What is expected
Reproduce, from the lines below, exactly the stretch that begins at the line containing "fn parse_string(value: &str)" and ends at the line containing "separators are allowed", both included.

Data under study
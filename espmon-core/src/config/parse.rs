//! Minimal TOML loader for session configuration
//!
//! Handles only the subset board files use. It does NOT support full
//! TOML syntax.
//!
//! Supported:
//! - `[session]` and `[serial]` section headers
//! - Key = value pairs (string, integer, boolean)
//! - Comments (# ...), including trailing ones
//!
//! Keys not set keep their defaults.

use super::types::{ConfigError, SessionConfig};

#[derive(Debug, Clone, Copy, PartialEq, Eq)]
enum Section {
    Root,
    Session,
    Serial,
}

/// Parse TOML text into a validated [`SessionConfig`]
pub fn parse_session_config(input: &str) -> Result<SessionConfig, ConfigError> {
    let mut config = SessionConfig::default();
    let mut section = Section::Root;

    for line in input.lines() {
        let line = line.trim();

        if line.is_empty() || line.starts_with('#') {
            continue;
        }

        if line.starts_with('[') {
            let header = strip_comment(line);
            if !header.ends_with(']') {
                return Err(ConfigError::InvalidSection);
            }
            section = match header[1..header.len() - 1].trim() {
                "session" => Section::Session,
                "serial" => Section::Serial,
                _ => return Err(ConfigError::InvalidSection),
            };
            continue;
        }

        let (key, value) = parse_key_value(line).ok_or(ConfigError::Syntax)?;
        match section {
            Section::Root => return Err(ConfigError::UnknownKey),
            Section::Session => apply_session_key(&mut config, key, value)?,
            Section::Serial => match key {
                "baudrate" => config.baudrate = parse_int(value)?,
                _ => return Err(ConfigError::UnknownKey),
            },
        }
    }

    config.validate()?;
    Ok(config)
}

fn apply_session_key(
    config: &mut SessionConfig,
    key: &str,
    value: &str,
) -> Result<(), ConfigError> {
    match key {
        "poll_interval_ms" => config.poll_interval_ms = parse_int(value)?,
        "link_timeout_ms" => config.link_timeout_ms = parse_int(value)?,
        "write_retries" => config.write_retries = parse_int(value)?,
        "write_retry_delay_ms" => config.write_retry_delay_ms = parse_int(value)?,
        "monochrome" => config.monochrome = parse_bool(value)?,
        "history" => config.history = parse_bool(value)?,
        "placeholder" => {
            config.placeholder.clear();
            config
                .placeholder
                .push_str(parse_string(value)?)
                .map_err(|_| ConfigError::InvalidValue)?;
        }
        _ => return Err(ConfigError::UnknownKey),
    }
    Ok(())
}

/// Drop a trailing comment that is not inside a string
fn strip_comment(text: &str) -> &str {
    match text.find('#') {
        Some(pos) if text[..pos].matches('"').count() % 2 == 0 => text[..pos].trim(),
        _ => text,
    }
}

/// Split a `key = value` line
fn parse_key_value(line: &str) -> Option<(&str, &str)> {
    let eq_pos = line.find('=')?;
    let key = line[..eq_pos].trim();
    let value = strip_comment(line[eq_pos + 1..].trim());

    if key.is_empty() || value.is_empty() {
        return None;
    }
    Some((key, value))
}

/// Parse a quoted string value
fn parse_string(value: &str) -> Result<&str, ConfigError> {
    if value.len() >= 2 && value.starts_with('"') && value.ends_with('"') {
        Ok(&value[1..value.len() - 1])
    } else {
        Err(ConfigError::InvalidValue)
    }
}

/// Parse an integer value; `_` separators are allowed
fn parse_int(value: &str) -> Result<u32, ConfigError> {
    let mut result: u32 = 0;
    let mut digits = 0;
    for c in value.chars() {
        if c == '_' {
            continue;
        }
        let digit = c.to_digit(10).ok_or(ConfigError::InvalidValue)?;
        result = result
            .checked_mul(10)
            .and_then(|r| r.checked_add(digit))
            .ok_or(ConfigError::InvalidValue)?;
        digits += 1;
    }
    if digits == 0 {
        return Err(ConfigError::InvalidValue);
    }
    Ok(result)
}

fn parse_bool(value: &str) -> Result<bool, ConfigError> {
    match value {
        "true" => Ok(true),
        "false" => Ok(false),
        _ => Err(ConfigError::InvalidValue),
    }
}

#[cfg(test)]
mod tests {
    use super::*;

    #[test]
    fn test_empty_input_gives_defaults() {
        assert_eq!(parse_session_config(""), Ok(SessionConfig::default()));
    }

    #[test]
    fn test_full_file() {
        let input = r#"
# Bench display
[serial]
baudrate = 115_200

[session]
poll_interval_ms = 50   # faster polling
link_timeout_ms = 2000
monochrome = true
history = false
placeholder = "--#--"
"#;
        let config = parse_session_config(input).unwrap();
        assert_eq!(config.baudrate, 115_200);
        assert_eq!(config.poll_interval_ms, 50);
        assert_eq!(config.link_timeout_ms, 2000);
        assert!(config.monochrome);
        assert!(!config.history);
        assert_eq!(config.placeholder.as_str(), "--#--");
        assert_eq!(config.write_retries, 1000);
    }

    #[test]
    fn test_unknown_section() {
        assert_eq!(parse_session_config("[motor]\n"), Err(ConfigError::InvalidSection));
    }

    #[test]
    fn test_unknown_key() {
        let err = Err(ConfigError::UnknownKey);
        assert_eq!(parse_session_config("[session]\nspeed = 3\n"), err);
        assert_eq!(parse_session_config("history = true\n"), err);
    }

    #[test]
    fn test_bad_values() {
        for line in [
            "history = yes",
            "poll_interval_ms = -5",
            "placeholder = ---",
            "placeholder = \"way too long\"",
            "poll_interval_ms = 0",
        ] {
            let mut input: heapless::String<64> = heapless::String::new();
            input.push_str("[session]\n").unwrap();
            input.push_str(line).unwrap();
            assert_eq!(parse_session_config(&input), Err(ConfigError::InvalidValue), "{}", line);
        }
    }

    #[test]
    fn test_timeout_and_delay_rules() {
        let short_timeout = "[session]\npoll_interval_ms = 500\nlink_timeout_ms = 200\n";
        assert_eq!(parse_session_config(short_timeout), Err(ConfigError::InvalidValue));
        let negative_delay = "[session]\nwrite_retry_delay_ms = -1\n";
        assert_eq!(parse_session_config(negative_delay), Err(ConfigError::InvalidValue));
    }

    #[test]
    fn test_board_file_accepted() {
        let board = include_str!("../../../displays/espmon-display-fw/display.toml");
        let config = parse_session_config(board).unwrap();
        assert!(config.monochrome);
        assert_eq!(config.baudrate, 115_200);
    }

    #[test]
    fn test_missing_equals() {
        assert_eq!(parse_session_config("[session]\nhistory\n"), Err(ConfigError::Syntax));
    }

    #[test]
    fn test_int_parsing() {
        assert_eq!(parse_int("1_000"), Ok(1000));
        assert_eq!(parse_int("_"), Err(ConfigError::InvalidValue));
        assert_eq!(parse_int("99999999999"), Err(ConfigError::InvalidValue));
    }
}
...
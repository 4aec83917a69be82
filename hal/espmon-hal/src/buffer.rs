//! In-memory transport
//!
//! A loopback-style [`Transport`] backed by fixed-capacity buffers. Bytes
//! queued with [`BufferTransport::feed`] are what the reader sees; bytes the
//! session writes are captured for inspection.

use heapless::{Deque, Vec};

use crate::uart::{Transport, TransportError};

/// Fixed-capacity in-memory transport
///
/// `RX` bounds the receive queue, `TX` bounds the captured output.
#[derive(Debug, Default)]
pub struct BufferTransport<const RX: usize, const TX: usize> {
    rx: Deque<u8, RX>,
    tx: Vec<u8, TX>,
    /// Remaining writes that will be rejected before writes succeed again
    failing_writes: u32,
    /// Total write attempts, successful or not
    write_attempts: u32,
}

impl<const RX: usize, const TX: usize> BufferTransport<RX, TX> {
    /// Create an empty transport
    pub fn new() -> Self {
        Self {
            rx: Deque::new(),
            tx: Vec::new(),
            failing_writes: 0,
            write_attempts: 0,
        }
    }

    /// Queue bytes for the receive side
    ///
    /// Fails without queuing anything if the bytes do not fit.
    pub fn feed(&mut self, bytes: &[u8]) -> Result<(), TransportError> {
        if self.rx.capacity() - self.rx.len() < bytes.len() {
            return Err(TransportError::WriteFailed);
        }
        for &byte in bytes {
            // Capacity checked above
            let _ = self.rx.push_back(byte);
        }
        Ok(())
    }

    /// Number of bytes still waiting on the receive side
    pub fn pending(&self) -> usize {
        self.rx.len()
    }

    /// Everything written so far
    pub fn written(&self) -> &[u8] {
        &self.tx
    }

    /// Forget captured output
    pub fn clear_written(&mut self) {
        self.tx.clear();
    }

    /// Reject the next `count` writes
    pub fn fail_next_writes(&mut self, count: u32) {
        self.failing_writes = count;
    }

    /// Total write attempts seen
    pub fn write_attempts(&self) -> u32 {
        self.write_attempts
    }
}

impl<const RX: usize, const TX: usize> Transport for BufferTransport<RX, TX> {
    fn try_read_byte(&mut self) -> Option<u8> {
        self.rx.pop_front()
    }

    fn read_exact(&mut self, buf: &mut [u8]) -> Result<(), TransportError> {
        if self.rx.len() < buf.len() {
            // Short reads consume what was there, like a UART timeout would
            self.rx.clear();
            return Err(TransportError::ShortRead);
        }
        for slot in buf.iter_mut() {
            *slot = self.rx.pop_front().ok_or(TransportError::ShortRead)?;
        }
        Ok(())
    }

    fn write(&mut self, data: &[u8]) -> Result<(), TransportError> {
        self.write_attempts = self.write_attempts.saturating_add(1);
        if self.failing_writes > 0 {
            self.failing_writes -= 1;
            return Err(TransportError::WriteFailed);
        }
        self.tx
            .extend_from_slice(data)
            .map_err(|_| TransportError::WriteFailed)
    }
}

Task result
fn parse_string(value: &str) -> Result<&str, ConfigError> {
    if value.len() >= 2 && value.starts_with('"') && value.ends_with('"') {
        Ok(&value[1..value.len() - 1])
    } else {
        Err(ConfigError::InvalidValue)
    }
}

/// Parse an integer value; `_` separators are allowed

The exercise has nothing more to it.